The garden at Soneva Fushi’s Shades of Green. Photo: Soneva Fushi
Embracing a local and seasonal approach to sourcing ingredients is an increasing trend in top restaurants, as diners become more concerned about their food’s provenance and environmental impact. But many of the fine dining chefs growing ingredients in their own gardens are also fired by a passion for quality and taste.

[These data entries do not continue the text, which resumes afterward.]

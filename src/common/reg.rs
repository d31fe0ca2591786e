//! MIPS register indices and ABI names.
//!
//! Register 0 (`$zero`) is hardwired to zero. It can never carry a data
//! dependency, so the usage analyzer strips it from every read and write
//! set before hazard detection runs.

/// Index of the hardwired zero register.
pub const ZERO: u8 = 0;

/// ABI names for the 32 general-purpose registers, indexed by register number.
pub const NAMES: [&str; 32] = [
    "zero", "at", "v0", "v1", "a0", "a1", "a2", "a3", "t0", "t1", "t2", "t3", "t4", "t5", "t6",
    "t7", "s0", "s1", "s2", "s3", "s4", "s5", "s6", "s7", "t8", "t9", "k0", "k1", "gp", "sp",
    "fp", "ra",
];

/// Returns the `$`-prefixed ABI name for a register index.
///
/// Indices are masked to the architectural 0-31 range, matching the
/// 5-bit register fields of the instruction word.
pub fn name(index: u8) -> String {
    format!("${}", NAMES[(index & 0x1f) as usize])
}
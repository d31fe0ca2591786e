//! Simulation statistics collection and reporting.
//!
//! Tracks per-run metrics including cycle counts, hazard occurrences,
//! stall cycles, forwarding activity, and host execution time.

use std::time::Instant;

/// Simulation statistics structure tracking all run metrics.
///
/// Collects aggregate counts about pipeline behaviour over a single program
/// run. The controller resets these whenever a new program is started.
#[derive(Debug, Clone)]
pub struct SimStats {
    start_time: Instant,
    pub cycles: u64,
    pub instructions_retired: u64,

    pub raw_hazards: u64,
    pub waw_hazards: u64,

    pub stall_cycles: u64,
    pub forwards_taken: u64,
}

impl Default for SimStats {
    /// Returns the default value.
    fn default() -> Self {
        Self {
            start_time: Instant::now(),
            cycles: 0,
            instructions_retired: 0,
            raw_hazards: 0,
            waw_hazards: 0,
            stall_cycles: 0,
            forwards_taken: 0,
        }
    }
}

impl SimStats {
    /// Prints a formatted summary of all simulation statistics.
    ///
    /// Displays cycle and instruction counts, CPI, hazard and forwarding
    /// totals, and host execution time in a human-readable format.
    pub fn print(&self) {
        let duration = self.start_time.elapsed();
        let seconds = duration.as_secs_f64();

        let cyc = if self.cycles == 0 { 1 } else { self.cycles };
        let instr = if self.instructions_retired == 0 {
            1
        } else {
            self.instructions_retired
        };

        let ipc = self.instructions_retired as f64 / cyc as f64;
        let cpi = cyc as f64 / instr as f64;

        println!("\n==========================================================");
        println!("MIPS PIPELINE SIMULATION STATISTICS");
        println!("==========================================================");
        println!("host_seconds             {:.4} s", seconds);
        println!("sim_cycles               {}", self.cycles);
        println!("sim_insts                {}", self.instructions_retired);
        println!("sim_ipc                  {:.4}", ipc);
        println!("sim_cpi                  {:.4}", cpi);
        println!("----------------------------------------------------------");
        println!("HAZARDS");
        println!("  hazards.raw            {}", self.raw_hazards);
        println!("  hazards.waw            {}", self.waw_hazards);
        println!(
            "  stalls.data            {} ({:.2}%)",
            self.stall_cycles,
            (self.stall_cycles as f64 / cyc as f64) * 100.0
        );
        println!("  forwards.taken         {}", self.forwards_taken);
        println!("==========================================================");
    }
}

While some are new to gardening, others could be considered trendsetters. Take for example Raymond Blanc OBE, chef patron of two-Michelin-starred Le Manoir aux Quat’Saisons in the Oxfordshire countryside of Britain.

Chef Raymond Blanc, the pioneer of garden to plate, established Le Manoir aux Quat’Saisons in 1984. Photo: Le Manoir

“In another life I would have been a gardener,” he says. “I have always been grounded in an eco way of being. Born out of a personal ethos, seasonality, foraging and avoiding waste has always been part of a greener holistic approach.”

Blanc was a pioneer in what is now called “garden to plate”, and Le Manoir’s garden is surely one of the most impressive run by any restaurant, covering one million sq ft with 11 different areas, plus orchards of heritage fruit trees.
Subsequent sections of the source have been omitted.